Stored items
- - -

//! `depwatch auth` command handler

use std::io::Write;

use colored::Colorize;
use serde::Serialize;

use depwatch_core::error::TokenError;
use depwatch_core::token::TokenStore;

use crate::cli::{AuthAction, AuthArgs};
use crate::error::CliError;
use crate::output::{OutputWriter, Render};

/// Execute the `auth` command.
pub fn execute(args: AuthArgs, tokens: &TokenStore, writer: &OutputWriter) -> Result<(), CliError> {
    let outcome = apply(args.action, tokens)?;
    writer.render(&outcome)
}

/// Apply an auth action to the token store.
pub fn apply(action: AuthAction, tokens: &TokenStore) -> Result<AuthOutcome, CliError> {
    let path = tokens
        .path()
        .map(|p| p.display().to_string())
        .unwrap_or_default();

    match action {
        AuthAction::Login { token } => {
            if token.trim().is_empty() {
                return Err(CliError::Environment("token must not be empty".to_owned()));
            }
            tokens.store(&token)?;
            Ok(AuthOutcome {
                action: "login",
                changed: true,
                path,
            })
        }
        AuthAction::Logout => match tokens.remove() {
            Ok(()) => Ok(AuthOutcome {
                action: "logout",
                changed: true,
                path,
            }),
            Err(TokenError::TokenFileNotFound) => Ok(AuthOutcome {
                action: "logout",
                changed: false,
                path,
            }),
            Err(e) => Err(e.into()),
        },
    }
}

/// Result of an auth action.
#[derive(Debug, Serialize)]
pub struct AuthOutcome {
    pub action: &'static str,
    pub changed: bool,
    pub path: String,
}

impl Render for AuthOutcome {
    fn render_text(&self, w: &mut dyn Write) -> std::io::Result<()> {
        match (self.action, self.changed) {
            ("login", _) => writeln!(w, "{} token saved to {}", "✓".green(), self.path),
            (_, true) => writeln!(w, "{} token removed from {}", "✓".green(), self.path),
            (_, false) => writeln!(w, "no token stored at {}", self.path),
        }
    }
}
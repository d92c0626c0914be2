//! CLI-specific error types and exit code mapping

use std::collections::BTreeMap;

use depwatch_api::ApiError;
use depwatch_core::error::{DepwatchError, TokenError};
use depwatch_core::types::OutputMode;
use depwatch_engine::{Diagnostic, Ecosystem, EngineError};

/// Per-ecosystem diagnostics kept on a failed task.
pub type ScanDiagnostics = BTreeMap<Ecosystem, Vec<Diagnostic>>;

/// Exit code for a failed scan pipeline in machine-readable mode.
pub const JSON_SCAN_FAILURE_EXIT_CODE: i32 = -1;

/// CLI-specific error type.
///
/// Each variant carries enough context for a user-friendly message.
/// The `exit_code()` method maps errors to process exit codes.
#[derive(Debug, thiserror::Error)]
pub enum CliError {
    /// Scan target could not be resolved.
    #[error("invalid path {path}: {reason}")]
    Path { path: String, reason: String },

    /// Configuration loading or validation failure.
    #[error("configuration error: {0}")]
    Config(String),

    /// Runtime environment is not usable (missing token, home directory, ...).
    #[error("{0}")]
    Environment(String),

    /// Token file could not be stored or removed.
    #[error("token error: {0}")]
    Token(#[from] TokenError),

    /// Scan pipeline failure (detection, extraction, cancellation).
    #[error("scan failed: {message}")]
    Scan {
        message: String,
        /// Failures recorded per ecosystem before the task failed.
        diagnostics: ScanDiagnostics,
    },

    /// Remote service failure, surfaced verbatim.
    #[error("{0}")]
    Transport(#[from] ApiError),

    /// JSON serialisation failed during output rendering.
    #[error("json output error: {0}")]
    JsonSerialize(#[from] serde_json::Error),

    /// IO error (stdout write, etc.).
    #[error("io error: {0}")]
    Io(#[from] std::io::Error),
}

impl CliError {
    /// Scan failure without per-ecosystem diagnostics.
    pub fn scan(message: impl Into<String>) -> Self {
        Self::Scan {
            message: message.into(),
            diagnostics: ScanDiagnostics::new(),
        }
    }

    /// Attach the diagnostics of a failed task. Other variants are returned unchanged.
    pub fn with_diagnostics(self, recorded: &ScanDiagnostics) -> Self {
        match self {
            Self::Scan { message, .. } => Self::Scan {
                message,
                diagnostics: recorded.clone(),
            },
            other => other,
        }
    }

    /// Per-ecosystem diagnostics (scan failures only).
    pub fn diagnostics(&self) -> Option<&ScanDiagnostics> {
        match self {
            Self::Scan { diagnostics, .. } if !diagnostics.is_empty() => Some(diagnostics),
            _ => None,
        }
    }

    /// Map the error to a process exit code.
    ///
    /// | Code | Meaning                                        |
    /// |------|------------------------------------------------|
    /// | 0    | Success                                        |
    /// | 1    | Path, config, environment or transport failure |
    /// | 1    | Scan failure (interactive mode)                |
    /// | -1   | Scan failure (machine-readable mode)           |
    pub fn exit_code(&self, mode: OutputMode) -> i32 {
        match (self, mode) {
            (Self::Scan { .. }, OutputMode::MachineReadable) => JSON_SCAN_FAILURE_EXIT_CODE,
            _ => 1,
        }
    }

    /// Short machine-readable error category.
    pub fn kind(&self) -> &'static str {
        match self {
            Self::Path { .. } => "path",
            Self::Config(_) => "config",
            Self::Environment(_) | Self::Token(_) => "environment",
            Self::Scan { .. } => "scan",
            Self::Transport(_) => "transport",
            Self::JsonSerialize(_) | Self::Io(_) => "output",
        }
    }
}

impl From<EngineError> for CliError {
    fn from(e: EngineError) -> Self {
        match e {
            EngineError::Transport(api) => Self::Transport(api),
            EngineError::InvalidTarget { path, reason } => Self::Path { path, reason },
            EngineError::Config { .. } => Self::Config(e.to_string()),
            other => Self::scan(other.to_string()),
        }
    }
}

impl From<DepwatchError> for CliError {
    fn from(e: DepwatchError) -> Self {
        match e {
            DepwatchError::Config(c) => Self::Config(c.to_string()),
            DepwatchError::Token(t) => Self::Token(t),
            DepwatchError::Io(io) => Self::Io(io),
            DepwatchError::Transport(msg) => Self::Environment(msg),
            DepwatchError::Scan(msg) => Self::scan(msg),
            DepwatchError::Cancelled => Self::scan("scan cancelled"),
        }
    }
}
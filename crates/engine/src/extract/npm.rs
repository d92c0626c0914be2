//! npm 의존성 추출
//!
//! - `package-lock.json` (v1 중첩 `dependencies`, v2/v3 평면 `packages`)
//! - `npm ls --all --json` 출력 (lockfile이 없을 때)
//!
//! # package-lock.json v3 형식 예시
//!
//! ```json
//! {
//!   "name": "my-app",
//!   "lockfileVersion": 3,
//!   "packages": {
//!     "": { "name": "my-app", "version": "1.0.0" },
//!     "node_modules/lodash": { "version": "4.17.21", "resolved": "...", "integrity": "sha512-..." }
//!   }
//! }
//! ```

use std::collections::{BTreeMap, BTreeSet};

use serde::Deserialize;

use crate::types::Dependency;

/// package-lock.json 구조 (파싱용)
///
/// 결정적 출력 순서를 위해 `BTreeMap`을 사용합니다.
#[derive(Deserialize)]
struct NpmLockFile {
    #[serde(default)]
    packages: BTreeMap<String, NpmPackageEntry>,
    #[serde(default)]
    dependencies: BTreeMap<String, NpmNestedEntry>,
}

/// v2/v3 `packages` 항목
#[derive(Deserialize)]
struct NpmPackageEntry {
    #[serde(default)]
    version: Option<String>,
    #[serde(default)]
    dev: bool,
    #[serde(default)]
    link: bool,
}

/// v1 `dependencies` 항목 및 `npm ls --json` 노드
#[derive(Deserialize)]
struct NpmNestedEntry {
    #[serde(default)]
    version: Option<String>,
    #[serde(default)]
    dev: bool,
    #[serde(default)]
    dependencies: BTreeMap<String, NpmNestedEntry>,
}

/// `npm ls --json` 최상위 구조
#[derive(Deserialize)]
struct NpmLsOutput {
    #[serde(default)]
    dependencies: BTreeMap<String, NpmNestedEntry>,
}

/// package-lock.json 내용을 의존성 목록으로 변환합니다.
///
/// v2/v3는 `packages`를, v1은 `dependencies`를 사용합니다.
pub fn parse_package_lock(content: &str) -> Result<Vec<Dependency>, serde_json::Error> {
    let lock: NpmLockFile = serde_json::from_str(content)?;

    if lock.packages.is_empty() {
        return Ok(convert_nested(&lock.dependencies));
    }

    let mut seen = BTreeSet::new();
    let mut deps = Vec::new();
    for (key, entry) in &lock.packages {
        // 루트 패키지는 키가 빈 문자열
        if key.is_empty() || entry.link {
            continue;
        }
        let Some(version) = &entry.version else {
            continue;
        };
        let name = extract_package_name(key);
        if !seen.insert((name.clone(), version.clone())) {
            continue;
        }
        let mut dep = Dependency::new(name, version.clone());
        if entry.dev {
            dep.scope = Some("dev".to_owned());
        }
        deps.push(dep);
    }
    Ok(deps)
}

/// `npm ls --all --json` 출력을 의존성 트리로 변환합니다.
pub fn parse_npm_ls(output: &str) -> Result<Vec<Dependency>, serde_json::Error> {
    let ls: NpmLsOutput = serde_json::from_str(output)?;
    Ok(convert_nested(&ls.dependencies))
}

fn convert_nested(entries: &BTreeMap<String, NpmNestedEntry>) -> Vec<Dependency> {
    entries
        .iter()
        .filter_map(|(name, entry)| {
            // 설치되지 않은 의존성은 버전이 없음
            let version = entry.version.as_ref()?;
            let mut dep = Dependency::new(name.clone(), version.clone());
            if entry.dev {
                dep.scope = Some("dev".to_owned());
            }
            dep.children = convert_nested(&entry.dependencies);
            Some(dep)
        })
        .collect()
}

/// "node_modules/@scope/name" 또는 "node_modules/a/node_modules/b" 에서 패키지명 추출
fn extract_package_name(key: &str) -> String {
    match key.rfind("node_modules/") {
        Some(pos) => key[pos + "node_modules/".len()..].to_owned(),
        None => key.to_owned(),
    }
}
//! pip 탐지기
//!
//! `requirements.txt`가 있으면 도구 없이 고정 버전을 읽습니다.
//! 없으면 `pip`, `pip3` 순서로 도구를 찾습니다.

use std::path::Path;

use crate::detector::EcosystemDetector;
use crate::types::Ecosystem;
use crate::version::{ToolVersion, VersionParseError, parse_pip_version};

/// pip 요구사항 파일 이름
pub const REQUIREMENTS_FILE: &str = "requirements.txt";

#[derive(Debug, Clone, Copy, Default)]
pub struct PipDetector;

impl EcosystemDetector for PipDetector {
    fn ecosystem(&self) -> Ecosystem {
        Ecosystem::Pip
    }

    fn manifest_files(&self) -> &'static [&'static str] {
        &[REQUIREMENTS_FILE, "setup.py", "pyproject.toml", "Pipfile"]
    }

    fn system_tools(&self) -> &'static [&'static str] {
        &["pip", "pip3"]
    }

    fn version_args(&self) -> &'static [&'static str] {
        &["--version"]
    }

    fn parse_version(&self, output: &str) -> Result<ToolVersion, VersionParseError> {
        parse_pip_version(output)
    }

    fn requires_tool(&self, dir: &Path) -> bool {
        !dir.join(REQUIREMENTS_FILE).is_file()
    }
}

- - -

Repeat, exactly as they stand above, the lines from the line with "Ok(()) => Ok(AuthOutcome" to the line with "match (self.action, self.changed)", both lines included.

            Ok(()) => Ok(AuthOutcome {
                action: "logout",
                changed: true,
                path,
            }),
            Err(TokenError::TokenFileNotFound) => Ok(AuthOutcome {
                action: "logout",
                changed: false,
                path,
            }),
            Err(e) => Err(e.into()),
        },
    }
}

/// Result of an auth action.
#[derive(Debug, Serialize)]
pub struct AuthOutcome {
    pub action: &'static str,
    pub changed: bool,
    pub path: String,
}

impl Render for AuthOutcome {
    fn render_text(&self, w: &mut dyn Write) -> std::io::Result<()> {
        match (self.action, self.changed) {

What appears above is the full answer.